• Provided data
= Beginning of Section =
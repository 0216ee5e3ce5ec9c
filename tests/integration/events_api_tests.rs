//! Event API integration tests

use std::sync::Arc;

use axum::http::StatusCode;
use serde_json::Value;

use crate::common::{EventFactory, TestApp, PNG_BYTES};

async fn create(app: &TestApp, factory: &EventFactory) -> Value {
    let response = app
        .post_multipart(
            "/api/v1/events",
            &factory.form_fields(),
            Some(("poster.png", PNG_BYTES)),
        )
        .await;
    response.assert_created();
    response.json()
}

#[tokio::test]
async fn test_create_event_normalizes_fields() {
    let app = TestApp::new().await;
    let factory = EventFactory::titled("Rust & WebAssembly: 2025 Summit!")
        .with_date("2025-03-09")
        .with_time("2:30 PM");

    let event = create(&app, &factory).await;

    assert!(event["id"].as_i64().is_some());
    assert_eq!(event["slug"], "rust-webassembly-2025-summit");
    assert_eq!(event["date"], "2025-03-09");
    assert_eq!(event["time"], "14:30");
    assert_eq!(event["mode"], "HYBRID");
    assert_eq!(event["agenda"], serde_json::json!(["Registration", "Keynote"]));
    assert!(event["createdAt"].is_string());
    assert_eq!(event["createdAt"], event["updatedAt"]);
    assert!(event["image"]
        .as_str()
        .unwrap()
        .starts_with("https://res.cloudinary.com/test/"));

    let uploads = app.images.as_ref().unwrap().uploads();
    assert_eq!(uploads.len(), 1);
    assert_eq!(uploads[0].file_name, "poster.png");
    assert_eq!(uploads[0].size, PNG_BYTES.len());
}

#[tokio::test]
async fn test_created_event_is_readable_by_id_slug_and_list() {
    let app = TestApp::new().await;
    let event = create(&app, &EventFactory::titled("Readable Event")).await;
    let id = event["id"].as_i64().unwrap();

    let by_id: Value = app.get(&format!("/api/v1/events/{id}")).await.assert_ok().json();
    assert_eq!(by_id, event);

    let by_slug: Value = app
        .get("/api/v1/events/slug/readable-event")
        .await
        .assert_ok()
        .json();
    assert_eq!(by_slug["id"], id);

    let all: Vec<Value> = app.get("/api/v1/events").await.assert_ok().json();
    assert_eq!(all.len(), 1);
    assert_eq!(all[0]["title"], "Readable Event");
}

#[tokio::test]
async fn test_comma_separated_agenda_is_split() {
    let app = TestApp::new().await;
    let factory = EventFactory::new().with_agenda(&["Talks, Networking", "Closing"]);

    let event = create(&app, &factory).await;
    assert_eq!(
        event["agenda"],
        serde_json::json!(["Talks", "Networking", "Closing"])
    );
}

#[tokio::test]
async fn test_comma_separated_tags_are_split() {
    let app = TestApp::new().await;
    let factory = EventFactory::new().with_tags(&["rust, async", "tokio"]);

    let event = create(&app, &factory).await;
    assert_eq!(event["tags"], serde_json::json!(["rust", "async", "tokio"]));
}

#[tokio::test]
async fn test_duplicate_title_is_rejected() {
    let app = TestApp::new().await;
    let factory = EventFactory::titled("Only Once");
    create(&app, &factory).await;

    app.post_multipart(
        "/api/v1/events",
        &factory.form_fields(),
        Some(("poster.png", PNG_BYTES)),
    )
    .await
    .assert_bad_request()
    .assert_message_contains("This event already exists");

    let all: Vec<Value> = app.get("/api/v1/events").await.json();
    assert_eq!(all.len(), 1);
}

#[tokio::test]
async fn test_title_differing_only_in_case_is_a_slug_conflict() {
    let app = TestApp::new().await;
    create(&app, &EventFactory::titled("Case Study")).await;

    app.post_multipart(
        "/api/v1/events",
        &EventFactory::titled("case study").form_fields(),
        Some(("poster.png", PNG_BYTES)),
    )
    .await
    .assert_conflict()
    .assert_message_contains("slug");
}

#[tokio::test]
async fn test_create_requires_image_file() {
    let app = TestApp::new().await;

    app.post_multipart("/api/v1/events", &EventFactory::new().form_fields(), None)
        .await
        .assert_bad_request()
        .assert_message_contains("imageFile is required");
}

#[tokio::test]
async fn test_create_validates_fields() {
    let app = TestApp::new().await;
    let long_title = "x".repeat(101);
    let mut factory = EventFactory::titled(&long_title)
        .with_date("09/03/2025")
        .with_time("25:00")
        .with_tags(&[]);
    factory.venue = "   ".to_string();

    let response = app
        .post_multipart(
            "/api/v1/events",
            &factory.form_fields(),
            Some(("poster.png", PNG_BYTES)),
        )
        .await;
    response.assert_bad_request();

    let body: Value = response.json();
    assert_eq!(body["error"], "validation_error");
    let errors = &body["details"]["errors"];
    for field in ["title", "date", "time", "tags", "venue"] {
        assert!(errors.get(field).is_some(), "missing error for {field}: {body}");
    }
    assert!(app.images.as_ref().unwrap().uploads().is_empty());
}

#[tokio::test]
async fn test_unknown_mode_lists_valid_values() {
    let app = TestApp::new().await;

    let response = app
        .post_multipart(
            "/api/v1/events",
            &EventFactory::new().with_mode("virtual").form_fields(),
            Some(("poster.png", PNG_BYTES)),
        )
        .await;
    response.assert_bad_request();
    assert!(response.text().contains("ONLINE, OFFLINE, HYBRID"));
}

#[tokio::test]
async fn test_image_upload_failure_is_bad_gateway() {
    let app = TestApp::new().await;
    app.images.as_ref().unwrap().fail_uploads();

    app.post_multipart(
        "/api/v1/events",
        &EventFactory::new().form_fields(),
        Some(("poster.png", PNG_BYTES)),
    )
    .await
    .assert_status(StatusCode::BAD_GATEWAY);

    let all: Vec<Value> = app.get("/api/v1/events").await.json();
    assert!(all.is_empty());
}

#[tokio::test]
async fn test_non_image_upload_url_is_rejected() {
    let app = TestApp::new().await;

    let response = app
        .post_multipart(
            "/api/v1/events",
            &EventFactory::new().form_fields(),
            Some(("brochure.pdf", PNG_BYTES)),
        )
        .await;
    response
        .assert_status(StatusCode::BAD_GATEWAY)
        .assert_message_contains("unsupported image URL");

    let all: Vec<Value> = app.get("/api/v1/events").await.json();
    assert!(all.is_empty());
}

#[tokio::test]
async fn test_create_without_image_store_is_unavailable() {
    let app = TestApp::without_images().await;

    app.post_multipart(
        "/api/v1/events",
        &EventFactory::new().form_fields(),
        Some(("poster.png", PNG_BYTES)),
    )
    .await
    .assert_status(StatusCode::SERVICE_UNAVAILABLE);
}

#[tokio::test]
async fn test_missing_events_are_not_found() {
    let app = TestApp::new().await;

    app.get("/api/v1/events/999")
        .await
        .assert_not_found()
        .assert_message_contains("Event with id: 999 not found");

    app.get("/api/v1/events/slug/no-such-event")
        .await
        .assert_not_found()
        .assert_message_contains("Event with slug: no-such-event does not exist");

    app.put_json("/api/v1/events/999", EventFactory::new().json())
        .await
        .assert_not_found();

    app.delete("/api/v1/events/999").await.assert_not_found();
}

#[tokio::test]
async fn test_non_numeric_id_is_bad_request() {
    let app = TestApp::new().await;
    app.get("/api/v1/events/abc")
        .await
        .assert_bad_request()
        .assert_message_contains("Invalid event ID");
}

#[tokio::test]
async fn test_update_replaces_fields_and_keeps_identity() {
    let app = TestApp::new().await;
    let created = create(&app, &EventFactory::titled("Before Update")).await;
    let id = created["id"].as_i64().unwrap();

    tokio::time::sleep(std::time::Duration::from_millis(20)).await;

    let patch = EventFactory::titled("After Update")
        .with_date("2026-01-02")
        .with_time("12:15 AM")
        .with_mode("ONLINE")
        .with_tags(&["updated"]);
    let updated: Value = app
        .put_json(&format!("/api/v1/events/{id}"), patch.json())
        .await
        .assert_ok()
        .json();

    assert_eq!(updated["id"], id);
    assert_eq!(updated["title"], "After Update");
    assert_eq!(updated["slug"], "before-update");
    assert_eq!(updated["date"], "2026-01-02");
    assert_eq!(updated["time"], "00:15");
    assert_eq!(updated["mode"], "ONLINE");
    assert_eq!(updated["tags"], serde_json::json!(["updated"]));
    assert_eq!(updated["createdAt"], created["createdAt"]);
    assert_ne!(updated["updatedAt"], created["updatedAt"]);

    let stored: Value = app.get(&format!("/api/v1/events/{id}")).await.json();
    assert_eq!(stored, updated);
}

#[tokio::test]
async fn test_update_to_taken_title_is_conflict() {
    let app = TestApp::new().await;
    create(&app, &EventFactory::titled("Taken Title")).await;
    let other = create(&app, &EventFactory::titled("Other Title")).await;

    app.put_json(
        &format!("/api/v1/events/{}", other["id"]),
        EventFactory::titled("Taken Title").json(),
    )
    .await
    .assert_conflict();
}

#[tokio::test]
async fn test_update_validates_body() {
    let app = TestApp::new().await;
    let created = create(&app, &EventFactory::new()).await;
    let uri = format!("/api/v1/events/{}", created["id"]);

    let mut body = EventFactory::new().json();
    body["image"] = "https://example.com/brochure.pdf".into();
    body["agenda"] = serde_json::json!([]);
    let response = app.put_json(&uri, body).await;
    response.assert_bad_request();
    let json: Value = response.json();
    assert!(json["details"]["errors"].get("image").is_some());
    assert!(json["details"]["errors"].get("agenda").is_some());

    let mut body = EventFactory::new().json();
    body["mode"] = "remote".into();
    app.put_json(&uri, body)
        .await
        .assert_bad_request()
        .assert_message_contains("Invalid event mode");
}

#[tokio::test]
async fn test_delete_event() {
    let app = TestApp::new().await;
    let created = create(&app, &EventFactory::new()).await;
    let uri = format!("/api/v1/events/{}", created["id"]);

    app.delete(&uri).await.assert_no_content();
    app.get(&uri).await.assert_not_found();
    app.delete(&uri).await.assert_not_found();
}

#[tokio::test(flavor = "multi_thread", worker_threads = 4)]
async fn test_concurrent_creation_with_same_title() {
    let app = Arc::new(TestApp::new().await);
    let factory = EventFactory::titled("Race Condition Conf");

    let handles: Vec<_> = (0..4)
        .map(|_| {
            let app = app.clone();
            let factory = factory.clone();
            tokio::spawn(async move {
                app.post_multipart(
                    "/api/v1/events",
                    &factory.form_fields(),
                    Some(("poster.png", PNG_BYTES)),
                )
                .await
                .status
            })
        })
        .collect();

    let mut statuses = Vec::new();
    for handle in handles {
        statuses.push(handle.await.unwrap());
    }

    assert_eq!(statuses.iter().filter(|s| **s == StatusCode::CREATED).count(), 1);
    assert!(statuses
        .iter()
        .filter(|s| **s != StatusCode::CREATED)
        .all(|s| *s == StatusCode::BAD_REQUEST || *s == StatusCode::CONFLICT));

    let all: Vec<Value> = app.get("/api/v1/events").await.json();
    assert_eq!(all.len(), 1);
}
= End of Section =
• Activity
If a line in the material contains the word "venue", copy that line.

• Result of the exercise
    factory.venue = "   ".to_string();
    for field in ["title", "date", "time", "tags", "venue"] {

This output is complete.